I was now immensely excited for this party. Initially, I didn’t really have anything else planned. It was going to be the same as last year: I was going to use my mom’s apartment while she was doing her summer traveling to host gathering of my friends (of all circles) to drink, eat, and maybe play a few rounds of Smash Bros. The theme now gave it some extra pizzazz. You could feel the energy in the group chats. It certainly was a distraction from the fact that I am now twenty seven AKA the true start of my late twenties.
And boy let me tell you, was the party fun. I used to loathe house parties for their fratty/popular connotations, but I’ve come to realize that when you have friends who share your energy, it really is great to bring them all together. You’ll definitely see that in the snapshots, but let’s get into the outfits.
You might be wondering why I’m not wearing a tie. First off, fuck you I don’t wear ties all the time. But seriously, I typically wear ties during the week. Weekends and special occasions are usually a way for me to do other takes on menswear; weekdays are when I’m in my default mode, which leans on Esquire Man and ivy. Plus I knew I wanted to throw people, as some might have expected me to wear a tie.

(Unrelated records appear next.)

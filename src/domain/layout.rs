//! Batch layout arithmetic
//!
//! A VRF batch holds `words_per_batch` random words of `bytes_per_word` bytes
//! each. Every exported value consumes `entropy_bytes_per_value` bytes, so a
//! batch yields a fixed number of values and the exported sequence is the
//! concatenation of all batches in increasing batch order.

use super::ids::BatchIndex;
use serde::{Deserialize, Serialize};

/// Shape of one oracle batch
#[derive(Debug, Clone, Copy, PartialEq, Eq, Serialize, Deserialize)]
pub struct BatchLayout {
    entropy_bytes_per_value: u64,
    bytes_per_word: u64,
    words_per_batch: u64,
}

impl Default for BatchLayout {
    /// 8 bytes per value, 32-byte words, 110 words per request: 440 values per batch
    fn default() -> Self {
        Self {
            entropy_bytes_per_value: 8,
            bytes_per_word: 32,
            words_per_batch: 110,
        }
    }
}

impl BatchLayout {
    /// Creates a layout, checking that values tile words exactly and fit a `u64`
    pub fn new(
        entropy_bytes_per_value: u64,
        bytes_per_word: u64,
        words_per_batch: u64,
    ) -> Result<Self, String> {
        if entropy_bytes_per_value == 0 || entropy_bytes_per_value > 8 {
            return Err(format!(
                "entropy_bytes_per_value must be between 1 and 8, got {entropy_bytes_per_value}"
            ));
        }
        if bytes_per_word == 0 || bytes_per_word % entropy_bytes_per_value != 0 {
            return Err(format!(
                "bytes_per_word ({bytes_per_word}) must be a positive multiple of entropy_bytes_per_value ({entropy_bytes_per_value})"
            ));
        }
        if words_per_batch == 0 {
            return Err("words_per_batch must be > 0".to_string());
        }

        let payload_hex_len = bytes_per_word
            .checked_mul(words_per_batch)
            .and_then(|bytes| bytes.checked_mul(2))
            .and_then(|len| usize::try_from(len).ok());
        if payload_hex_len.is_none() {
            return Err(format!(
                "batch of {words_per_batch} words of {bytes_per_word} bytes is too large"
            ));
        }

        Ok(Self {
            entropy_bytes_per_value,
            bytes_per_word,
            words_per_batch,
        })
    }

    pub fn entropy_bytes_per_value(&self) -> u64 {
        self.entropy_bytes_per_value
    }

    pub fn bytes_per_word(&self) -> u64 {
        self.bytes_per_word
    }

    pub fn words_per_batch(&self) -> u64 {
        self.words_per_batch
    }

    /// Number of values one batch yields
    pub fn values_per_batch(&self) -> u64 {
        (self.bytes_per_word / self.entropy_bytes_per_value) * self.words_per_batch
    }

    /// Hex digits encoding one value
    pub fn hex_chars_per_value(&self) -> usize {
        (self.entropy_bytes_per_value * 2) as usize
    }

    /// Hex digits in a full batch payload, without the `0x` marker
    pub fn payload_hex_len(&self) -> usize {
        (self.bytes_per_word * self.words_per_batch * 2) as usize
    }

    /// Batch containing the 1-based value index `start_at`
    pub fn first_batch(&self, start_at: u64) -> BatchIndex {
        BatchIndex::new(start_at.div_ceil(self.values_per_batch()))
    }

    /// Values of the first batch that come before `start_at`
    pub fn ignore_first(&self, start_at: u64) -> u64 {
        (start_at - 1) % self.values_per_batch()
    }
}

/// Requested slice of the value stream
#[derive(Debug, Clone, Copy, PartialEq, Eq)]
pub struct ExportRange {
    start_at: u64,
    how_many: u64,
}

impl ExportRange {
    /// Creates a range starting at the 1-based index `start_at`
    pub fn new(start_at: u64, how_many: u64) -> Result<Self, String> {
        if start_at == 0 {
            return Err("start_at must be >= 1".to_string());
        }
        if how_many == 0 {
            return Err("how_many must be >= 1".to_string());
        }
        if (how_many - 1).checked_add(start_at).is_none() {
            return Err("start_at + how_many - 1 overflows".to_string());
        }
        Ok(Self { start_at, how_many })
    }

    pub fn start_at(&self) -> u64 {
        self.start_at
    }

    pub fn how_many(&self) -> u64 {
        self.how_many
    }

    /// 1-based index of the last value in the range
    pub fn end_at(&self) -> u64 {
        self.start_at + self.how_many - 1
    }
}

#[cfg(test)]
mod tests {
    use super::*;
    use test_case::test_case;

    #[test]
    fn test_default_layout_yields_440_values() {
        let layout = BatchLayout::default();
        assert_eq!(layout.values_per_batch(), 440);
        assert_eq!(layout.hex_chars_per_value(), 16);
        assert_eq!(layout.payload_hex_len(), 7040);
    }

    #[test_case(1, 1, 0 ; "first value")]
    #[test_case(440, 1, 439 ; "last value of first batch")]
    #[test_case(441, 2, 0 ; "first value of second batch")]
    #[test_case(1000, 3, 119 ; "inside third batch")]
    fn test_first_batch_and_ignore_first(start_at: u64, batch: u64, ignore: u64) {
        let layout = BatchLayout::default();
        assert_eq!(layout.first_batch(start_at).value(), batch);
        assert_eq!(layout.ignore_first(start_at), ignore);
    }

    #[test]
    fn test_layout_rejects_values_wider_than_u64() {
        assert!(BatchLayout::new(16, 32, 110).is_err());
        assert!(BatchLayout::new(0, 32, 110).is_err());
    }

    #[test]
    fn test_layout_rejects_untiled_words() {
        let err = BatchLayout::new(8, 20, 110).unwrap_err();
        assert!(err.contains("multiple"));
    }

    #[test]
    fn test_layout_rejects_overflowing_sizes() {
        let err = BatchLayout::new(8, 32, 4_611_686_018_427_387_904).unwrap_err();
        assert!(err.contains("too large"));
        assert!(BatchLayout::new(8, u64::MAX - 7, 2).is_err());
        assert!(BatchLayout::new(1, u64::MAX, 1).is_err());
    }

    #[test]
    fn test_layout_rejects_empty_batch() {
        assert!(BatchLayout::new(8, 32, 0).is_err());
    }

    #[test]
    fn test_small_layout() {
        let layout = BatchLayout::new(8, 16, 2).unwrap();
        assert_eq!(layout.values_per_batch(), 4);
        assert_eq!(layout.first_batch(5).value(), 2);
        assert_eq!(layout.ignore_first(6), 1);
    }

    #[test]
    fn test_export_range_validation() {
        assert!(ExportRange::new(0, 10).is_err());
        assert!(ExportRange::new(1, 0).is_err());
        assert!(ExportRange::new(u64::MAX, 2).is_err());

        let last = ExportRange::new(u64::MAX, 1).unwrap();
        assert_eq!(last.end_at(), u64::MAX);

        let range = ExportRange::new(441, 100).unwrap();
        assert_eq!(range.end_at(), 540);
    }
}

However, readers who know me best will know that this is still peak Ethan. The outfit uses sawtooth shirt in rayon, which makes it a close cousin of the sportshirts I typically wear. It’s tucked into freshly thrifted charcoal trousers that a cut nice and big; a thin vintage belt helps keep my waist snatched. Of course the real Ethan moves are the jaunty scarf (a beautiful jacquard silk), the severely unbuttoned shirt, and the use of wearing black tailoring. It’s a great Going Out look that fits the slouchy and a bit sexy vibe I wanted to have at my birthday party.
Up next is everyone’s interpretations of Ethan Attire. And man, everyone killed it! Some were references to outfits I’ve done before while others certainly had the mindset down; the latter gave me inspiration, so they might retroactively be canonized once I replicate the fit my way. To be clear, everyone is already stylish on their own, but it is fun to see them channel “Ethan” through their existing closet. While fashion is a form of cosplay (or at least Cinematic Dressing), I like that all of the looks are actual outfits rather than pastiche. I’m glad that my friends understand my approach to clothing, though they are the target audience of the blog after all.
I am tickled that no one attempted to bring back Old Ethan, either in his dandy period accurate attire or with the use of skinny fast fashion suits.
Now enjoy all the silly photos from the evening, taken from my DSLR and my little point and shoot camera. You’ll note that there is actually more people here than last year; again I need to shout out my amazing friends, a few of which I actually met this year. I definitely think that my birthday parties are meant to celebrate the people who made the past year such a great time. This party was one of the best experiences in my life so far and I think you’ll be able to tell from the pics.
Hard to believe that I never used to drink until very recently!
Anyway, having great friends lead me to have the great idea to do my own version of senior cords, the coveted vintage garment full of signatures and illustrations traditionally done by graduates. I’ll elaborate on that in a future episode, but just know that this party was immortalized on a pair of thrifted RL cords.